=== Begin Enclosure ===
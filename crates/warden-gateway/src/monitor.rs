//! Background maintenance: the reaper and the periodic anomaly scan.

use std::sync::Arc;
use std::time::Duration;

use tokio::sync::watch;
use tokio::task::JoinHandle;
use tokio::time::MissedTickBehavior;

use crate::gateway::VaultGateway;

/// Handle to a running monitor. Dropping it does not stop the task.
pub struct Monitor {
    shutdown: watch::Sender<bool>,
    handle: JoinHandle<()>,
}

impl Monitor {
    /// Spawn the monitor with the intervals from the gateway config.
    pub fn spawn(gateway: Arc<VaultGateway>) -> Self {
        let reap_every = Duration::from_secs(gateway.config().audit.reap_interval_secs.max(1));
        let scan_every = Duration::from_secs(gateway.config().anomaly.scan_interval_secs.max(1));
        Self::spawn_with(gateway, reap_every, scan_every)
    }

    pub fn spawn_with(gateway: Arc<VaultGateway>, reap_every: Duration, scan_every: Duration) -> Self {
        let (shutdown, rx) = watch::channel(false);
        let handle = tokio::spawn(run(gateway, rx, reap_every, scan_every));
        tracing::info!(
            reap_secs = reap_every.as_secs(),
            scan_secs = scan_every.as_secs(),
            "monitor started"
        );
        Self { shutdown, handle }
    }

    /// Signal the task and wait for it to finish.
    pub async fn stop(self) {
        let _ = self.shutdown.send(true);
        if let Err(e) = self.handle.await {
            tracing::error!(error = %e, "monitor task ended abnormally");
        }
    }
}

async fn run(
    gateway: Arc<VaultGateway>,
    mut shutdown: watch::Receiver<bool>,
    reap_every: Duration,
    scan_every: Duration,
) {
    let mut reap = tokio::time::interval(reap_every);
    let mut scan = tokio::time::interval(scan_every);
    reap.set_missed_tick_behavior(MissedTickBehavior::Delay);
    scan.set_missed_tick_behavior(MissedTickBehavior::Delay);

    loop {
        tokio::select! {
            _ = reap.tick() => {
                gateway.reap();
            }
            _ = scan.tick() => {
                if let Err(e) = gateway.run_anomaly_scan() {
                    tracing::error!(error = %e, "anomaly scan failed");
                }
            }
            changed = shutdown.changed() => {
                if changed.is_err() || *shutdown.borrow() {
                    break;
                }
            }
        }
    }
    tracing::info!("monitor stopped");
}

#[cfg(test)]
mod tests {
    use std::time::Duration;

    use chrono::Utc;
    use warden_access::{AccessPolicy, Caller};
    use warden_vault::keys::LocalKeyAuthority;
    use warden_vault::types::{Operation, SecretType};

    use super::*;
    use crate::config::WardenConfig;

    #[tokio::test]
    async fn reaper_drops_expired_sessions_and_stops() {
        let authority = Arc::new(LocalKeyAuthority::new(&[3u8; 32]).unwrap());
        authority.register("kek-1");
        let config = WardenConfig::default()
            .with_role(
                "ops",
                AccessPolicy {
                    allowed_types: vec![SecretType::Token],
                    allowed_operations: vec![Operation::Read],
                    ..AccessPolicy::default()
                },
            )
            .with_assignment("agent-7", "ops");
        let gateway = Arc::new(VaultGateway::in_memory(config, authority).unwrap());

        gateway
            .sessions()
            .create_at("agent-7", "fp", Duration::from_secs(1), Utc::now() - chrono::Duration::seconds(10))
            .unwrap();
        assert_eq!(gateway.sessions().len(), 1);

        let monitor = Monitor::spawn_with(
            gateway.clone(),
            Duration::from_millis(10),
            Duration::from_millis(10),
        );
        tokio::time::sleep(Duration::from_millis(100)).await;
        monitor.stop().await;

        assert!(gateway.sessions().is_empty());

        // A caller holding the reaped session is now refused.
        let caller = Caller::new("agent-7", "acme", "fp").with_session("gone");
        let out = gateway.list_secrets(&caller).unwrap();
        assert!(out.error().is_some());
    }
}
=== End Enclosure ===
=== Begin Enclosure ===
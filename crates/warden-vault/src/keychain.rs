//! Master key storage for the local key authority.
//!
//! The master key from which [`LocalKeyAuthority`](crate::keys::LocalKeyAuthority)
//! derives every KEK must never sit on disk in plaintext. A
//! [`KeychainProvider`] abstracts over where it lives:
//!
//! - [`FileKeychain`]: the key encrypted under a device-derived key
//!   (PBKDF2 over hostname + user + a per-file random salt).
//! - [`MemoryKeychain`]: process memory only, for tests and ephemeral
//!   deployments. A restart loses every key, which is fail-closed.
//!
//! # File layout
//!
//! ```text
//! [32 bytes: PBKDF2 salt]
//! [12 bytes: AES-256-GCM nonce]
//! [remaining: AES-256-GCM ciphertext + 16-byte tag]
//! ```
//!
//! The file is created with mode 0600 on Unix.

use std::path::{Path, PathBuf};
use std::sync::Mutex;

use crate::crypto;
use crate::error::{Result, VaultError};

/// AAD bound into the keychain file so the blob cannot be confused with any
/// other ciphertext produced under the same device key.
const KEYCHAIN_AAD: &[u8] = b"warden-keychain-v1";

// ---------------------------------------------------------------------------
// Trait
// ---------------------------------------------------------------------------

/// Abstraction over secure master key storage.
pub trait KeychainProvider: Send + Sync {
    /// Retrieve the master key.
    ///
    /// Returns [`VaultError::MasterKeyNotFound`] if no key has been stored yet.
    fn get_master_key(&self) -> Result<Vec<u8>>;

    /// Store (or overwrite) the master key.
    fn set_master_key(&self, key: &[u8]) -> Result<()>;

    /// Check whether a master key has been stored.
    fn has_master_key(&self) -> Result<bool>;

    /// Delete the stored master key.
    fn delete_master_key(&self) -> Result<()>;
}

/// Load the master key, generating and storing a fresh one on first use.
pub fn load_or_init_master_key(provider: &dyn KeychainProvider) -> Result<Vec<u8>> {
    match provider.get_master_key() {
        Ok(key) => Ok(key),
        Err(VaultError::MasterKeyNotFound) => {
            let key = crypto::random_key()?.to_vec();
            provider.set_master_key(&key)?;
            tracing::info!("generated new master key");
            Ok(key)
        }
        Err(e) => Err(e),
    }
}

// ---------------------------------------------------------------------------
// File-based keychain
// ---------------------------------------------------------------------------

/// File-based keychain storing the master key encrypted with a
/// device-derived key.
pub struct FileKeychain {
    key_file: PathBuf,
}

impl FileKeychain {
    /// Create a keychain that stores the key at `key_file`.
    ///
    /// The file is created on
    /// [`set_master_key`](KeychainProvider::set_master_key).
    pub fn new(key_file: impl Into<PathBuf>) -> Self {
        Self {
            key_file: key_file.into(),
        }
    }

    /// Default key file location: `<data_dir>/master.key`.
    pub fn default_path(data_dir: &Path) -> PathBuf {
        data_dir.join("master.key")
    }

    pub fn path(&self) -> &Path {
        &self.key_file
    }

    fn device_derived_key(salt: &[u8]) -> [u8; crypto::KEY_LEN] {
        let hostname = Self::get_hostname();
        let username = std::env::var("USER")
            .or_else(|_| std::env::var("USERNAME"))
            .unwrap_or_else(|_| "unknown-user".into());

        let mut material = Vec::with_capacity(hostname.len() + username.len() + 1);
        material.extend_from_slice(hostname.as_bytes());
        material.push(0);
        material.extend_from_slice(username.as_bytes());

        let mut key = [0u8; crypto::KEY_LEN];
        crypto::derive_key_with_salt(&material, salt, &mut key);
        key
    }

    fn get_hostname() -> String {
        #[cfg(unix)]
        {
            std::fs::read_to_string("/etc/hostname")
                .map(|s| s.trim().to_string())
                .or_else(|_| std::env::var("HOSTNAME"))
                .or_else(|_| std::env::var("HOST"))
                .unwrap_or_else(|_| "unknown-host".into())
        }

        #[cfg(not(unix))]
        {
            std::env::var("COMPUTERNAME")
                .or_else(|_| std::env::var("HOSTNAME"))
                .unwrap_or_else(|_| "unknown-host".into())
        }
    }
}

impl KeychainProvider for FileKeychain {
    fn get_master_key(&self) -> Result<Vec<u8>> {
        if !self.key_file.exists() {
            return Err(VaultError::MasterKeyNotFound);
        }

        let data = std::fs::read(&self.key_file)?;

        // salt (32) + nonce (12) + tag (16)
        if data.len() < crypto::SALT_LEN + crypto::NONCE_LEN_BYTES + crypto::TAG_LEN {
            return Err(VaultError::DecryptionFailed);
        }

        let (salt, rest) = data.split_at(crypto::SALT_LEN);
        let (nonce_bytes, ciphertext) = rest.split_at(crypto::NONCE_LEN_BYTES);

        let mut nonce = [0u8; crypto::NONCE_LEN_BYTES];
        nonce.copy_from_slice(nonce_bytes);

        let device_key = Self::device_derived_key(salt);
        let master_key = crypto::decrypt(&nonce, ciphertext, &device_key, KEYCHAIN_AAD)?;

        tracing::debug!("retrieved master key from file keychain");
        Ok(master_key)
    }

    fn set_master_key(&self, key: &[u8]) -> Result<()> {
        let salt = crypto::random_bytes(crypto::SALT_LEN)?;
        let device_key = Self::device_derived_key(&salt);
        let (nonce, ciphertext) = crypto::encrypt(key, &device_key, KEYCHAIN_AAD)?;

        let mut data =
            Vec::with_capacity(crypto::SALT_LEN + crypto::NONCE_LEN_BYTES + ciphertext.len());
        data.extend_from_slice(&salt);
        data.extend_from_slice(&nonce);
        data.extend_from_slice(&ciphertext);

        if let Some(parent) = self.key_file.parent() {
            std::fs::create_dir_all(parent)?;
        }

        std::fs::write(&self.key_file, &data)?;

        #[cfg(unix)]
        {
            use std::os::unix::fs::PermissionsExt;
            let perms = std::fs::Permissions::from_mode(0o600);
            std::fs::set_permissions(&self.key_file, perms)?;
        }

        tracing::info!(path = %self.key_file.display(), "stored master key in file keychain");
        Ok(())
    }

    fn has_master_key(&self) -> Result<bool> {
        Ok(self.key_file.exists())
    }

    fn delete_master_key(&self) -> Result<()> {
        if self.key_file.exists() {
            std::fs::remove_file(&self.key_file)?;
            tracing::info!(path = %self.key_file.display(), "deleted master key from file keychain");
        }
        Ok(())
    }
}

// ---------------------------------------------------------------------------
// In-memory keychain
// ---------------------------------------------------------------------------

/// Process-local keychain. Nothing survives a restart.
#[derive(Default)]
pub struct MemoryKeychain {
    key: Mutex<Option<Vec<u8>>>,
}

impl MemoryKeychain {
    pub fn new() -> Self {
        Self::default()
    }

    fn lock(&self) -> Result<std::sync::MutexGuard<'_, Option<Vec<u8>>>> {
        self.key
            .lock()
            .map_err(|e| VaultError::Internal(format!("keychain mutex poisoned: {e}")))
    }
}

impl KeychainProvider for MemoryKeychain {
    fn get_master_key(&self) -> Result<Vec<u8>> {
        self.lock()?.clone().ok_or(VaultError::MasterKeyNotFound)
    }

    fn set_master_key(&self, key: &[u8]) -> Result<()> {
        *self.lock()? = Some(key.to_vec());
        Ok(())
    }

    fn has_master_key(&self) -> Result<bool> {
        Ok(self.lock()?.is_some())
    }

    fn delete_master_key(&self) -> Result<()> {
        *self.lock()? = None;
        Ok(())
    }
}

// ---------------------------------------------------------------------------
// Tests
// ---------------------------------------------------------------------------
=== End Enclosure ===
## PROBLEM DETAILS
List, from the entries above, every line in which the word "time" shows up.

## WRITTEN RESPONSE
use std::time::Duration;
use tokio::time::MissedTickBehavior;
    let mut reap = tokio::time::interval(reap_every);
    let mut scan = tokio::time::interval(scan_every);
    use std::time::Duration;
        tokio::time::sleep(Duration::from_millis(100)).await;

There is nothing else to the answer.